Action item: Within the records, which lines hold the string "DateTime"? Report each one by copying it.

Information shown:
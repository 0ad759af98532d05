use std::collections::HashSet;

use chrono::{DateTime, Utc};

use crate::common::{ChatMessage, LiveState, MessageId};

const MAX_ACTIVITY_EVENTS: usize = 100;

#[derive(Debug, Clone, Copy, PartialEq, Eq)]
pub enum ActivityKind {
    Connection,
    History,
    Duplicate,
    Dropped,
    Failure,
}

/// One line in the activity panel.
#[derive(Debug, Clone)]
pub struct ActivityEvent {
    pub timestamp: DateTime<Utc>,
    pub kind: ActivityKind,
    pub message: String,
}

/// Local state of one chat session.
pub struct AppState {
    /// Displayed sequence. Append-only; ids are unique.
    pub messages: Vec<ChatMessage>,
    pub input_text: String,
    pub username: String,
    pub live_state: LiveState,
    pub activity: Vec<ActivityEvent>,
    /// Set whenever `messages` changes; the chat area scrolls and clears it.
    pub scroll_to_latest: bool,
    seen_ids: HashSet<MessageId>,
    seen_client_ids: HashSet<String>,
}

impl AppState {
    pub fn new(username: String) -> Self {
        Self {
            messages: Vec::new(),
            input_text: String::new(),
            username,
            live_state: LiveState::Unconnected,
            activity: Vec::new(),
            scroll_to_latest: false,
            seen_ids: HashSet::new(),
            seen_client_ids: HashSet::new(),
        }
    }

    pub fn contains(&self, message: &ChatMessage) -> bool {
        self.seen_ids.contains(&message.id)
            || message
                .client_id
                .as_ref()
                .is_some_and(|id| self.seen_client_ids.contains(id))
    }

    /// Replaces the sequence with the fetched history.
    pub fn load_history(&mut self, history: Vec<ChatMessage>) {
        self.messages.clear();
        self.seen_ids.clear();
        self.seen_client_ids.clear();

        let count = history.len();
        for message in history {
            self.append(message);
        }
        self.scroll_to_latest = true;
        self.add_activity(
            ActivityKind::History,
            format!("Loaded {count} messages from history"),
        );
    }

    /// Appends a message from the live feed, stamped with the local time.
    /// Returns false if it was a duplicate.
    pub fn receive_live(&mut self, mut message: ChatMessage) -> bool {
        message.timestamp = Some(Utc::now().timestamp_millis());
        self.append_unique(message)
    }

    /// Appends the store's echo of our own send and clears the input.
    pub fn accept_sent(&mut self, message: ChatMessage) -> bool {
        self.input_text.clear();
        self.append_unique(message)
    }

    /// Text to submit, if the input holds any. The input is left untouched
    /// until the store confirms the send.
    pub fn pending_submission(&self) -> Option<String> {
        if self.input_text.is_empty() {
            None
        } else {
            Some(self.input_text.clone())
        }
    }

    pub fn send_failed(&mut self, reason: String) {
        self.add_activity(ActivityKind::Failure, format!("Send failed: {reason}"));
    }

    pub fn set_live_state(&mut self, state: LiveState) {
        if self.live_state == state {
            return;
        }
        self.live_state = state;
        self.add_activity(
            ActivityKind::Connection,
            format!("Live connection {}", state.label()),
        );
    }

    pub fn add_activity(&mut self, kind: ActivityKind, message: String) {
        self.activity.push(ActivityEvent {
            timestamp: Utc::now(),
            kind,
            message,
        });

        if self.activity.len() > MAX_ACTIVITY_EVENTS {
            self.activity.remove(0);
        }
    }

    fn append_unique(&mut self, message: ChatMessage) -> bool {
        if self.contains(&message) {
            log::debug!("Dropping duplicate message {}", message.id);
            self.add_activity(
                ActivityKind::Duplicate,
                format!("Duplicate message {} dropped", message.id),
            );
            return false;
        }
        self.append(message);
        self.scroll_to_latest = true;
        true
    }

    fn append(&mut self, message: ChatMessage) {
        if self.contains(&message) {
            return;
        }
        self.seen_ids.insert(message.id.clone());
        if let Some(client_id) = &message.client_id {
            self.seen_client_ids.insert(client_id.clone());
        }
        self.messages.push(message);
    }
}

#[cfg(test)]
mod tests {
    use super::*;

    fn msg(id: u64, text: &str, sender: &str) -> ChatMessage {
        ChatMessage {
            id: id.into(),
            text: text.into(),
            sender: sender.into(),
            timestamp: Some(100),
            client_id: None,
        }
    }

    fn ids(state: &AppState) -> Vec<MessageId> {
        state.messages.iter().map(|m| m.id.clone()).collect()
    }

    #[test]
    fn history_is_displayed_as_received() {
        let mut state = AppState::new("User1".into());
        let history = vec![msg(3, "a", "x"), msg(1, "b", "y"), msg(2, "c", "z")];
        state.load_history(history.clone());
        assert_eq!(state.messages, history);
        assert!(state.scroll_to_latest);
    }

    #[test]
    fn duplicate_live_message_is_dropped() {
        let mut state = AppState::new("User1".into());
        state.load_history(vec![msg(1, "hi", "User7")]);

        assert!(!state.receive_live(msg(1, "hi again", "User7")));
        assert_eq!(state.messages.len(), 1);
        assert_eq!(state.messages[0].text, "hi");

        assert!(state.receive_live(msg(2, "yo", "User9")));
        assert_eq!(ids(&state), vec![MessageId::Number(1), MessageId::Number(2)]);
        assert_eq!(state.messages[1].text, "yo");
    }

    #[test]
    fn live_message_gets_local_timestamp() {
        let mut state = AppState::new("User1".into());
        let before = Utc::now().timestamp_millis();
        state.receive_live(msg(5, "t", "s"));
        let stamped = state.messages[0].timestamp.unwrap();
        assert!(stamped >= before);
        assert_ne!(stamped, 100);
    }

    #[test]
    fn history_replaces_earlier_live_messages() {
        let mut state = AppState::new("User1".into());
        state.receive_live(msg(9, "early", "s"));
        state.receive_live(msg(1, "also in history", "s"));

        let history = vec![msg(1, "hi", "User7"), msg(2, "yo", "User9")];
        state.load_history(history.clone());
        assert_eq!(state.messages, history);

        // Ids dropped by the replace are no longer treated as seen.
        assert!(state.receive_live(msg(9, "again", "s")));
        assert_eq!(state.messages.len(), 3);
    }

    #[test]
    fn empty_input_is_not_submitted() {
        let state = AppState::new("User1".into());
        assert_eq!(state.pending_submission(), None);
        assert!(state.messages.is_empty());
    }

    #[test]
    fn whitespace_input_is_submitted_as_typed() {
        let mut state = AppState::new("User1".into());
        state.input_text = " ".into();
        assert_eq!(state.pending_submission().as_deref(), Some(" "));
    }

    #[test]
    fn live_and_sent_appends_request_scroll() {
        let mut state = AppState::new("User1".into());
        state.receive_live(msg(1, "a", "s"));
        assert!(state.scroll_to_latest);

        state.scroll_to_latest = false;
        state.accept_sent(msg(2, "b", "User1"));
        assert!(state.scroll_to_latest);

        state.scroll_to_latest = false;
        state.receive_live(msg(2, "b", "User1"));
        assert!(!state.scroll_to_latest);
    }

    #[test]
    fn input_is_kept_until_the_store_confirms() {
        let mut state = AppState::new("User1".into());
        state.input_text = "hello".into();

        assert_eq!(state.pending_submission().as_deref(), Some("hello"));
        assert_eq!(state.input_text, "hello");

        state.send_failed("connection refused".into());
        assert_eq!(state.input_text, "hello");
        assert!(state.messages.is_empty());

        assert!(state.accept_sent(msg(4, "hello", "User1")));
        assert!(state.input_text.is_empty());
        assert_eq!(state.messages.len(), 1);
    }

    #[test]
    fn live_echo_of_own_send_is_recognised_by_client_id() {
        let mut state = AppState::new("User1".into());
        let mut stored = msg(10, "hello", "User1");
        stored.client_id = Some("c-1".into());
        state.accept_sent(stored);

        let mut broadcast = msg(77, "hello", "User1");
        broadcast.client_id = Some("c-1".into());
        assert!(!state.receive_live(broadcast));
        assert_eq!(state.messages.len(), 1);
    }

    #[test]
    fn sent_echo_after_live_broadcast_is_dropped() {
        let mut state = AppState::new("User1".into());
        state.receive_live(msg(10, "hello", "User1"));
        state.input_text = "hello".into();

        assert!(!state.accept_sent(msg(10, "hello", "User1")));
        assert_eq!(state.messages.len(), 1);
        assert!(state.input_text.is_empty());
    }

    #[test]
    fn activity_log_is_bounded() {
        let mut state = AppState::new("User1".into());
        for i in 0..250 {
            state.add_activity(ActivityKind::Connection, format!("event {i}"));
        }
        assert_eq!(state.activity.len(), MAX_ACTIVITY_EVENTS);
        assert_eq!(state.activity[0].message, "event 150");
    }

    #[test]
    fn live_state_changes_are_logged_once() {
        let mut state = AppState::new("User1".into());
        state.set_live_state(LiveState::Open);
        state.set_live_state(LiveState::Open);
        assert_eq!(state.live_state, LiveState::Open);
        assert_eq!(state.activity.len(), 1);
    }
}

Written answer:
use chrono::{DateTime, Utc};
    pub timestamp: DateTime<Utc>,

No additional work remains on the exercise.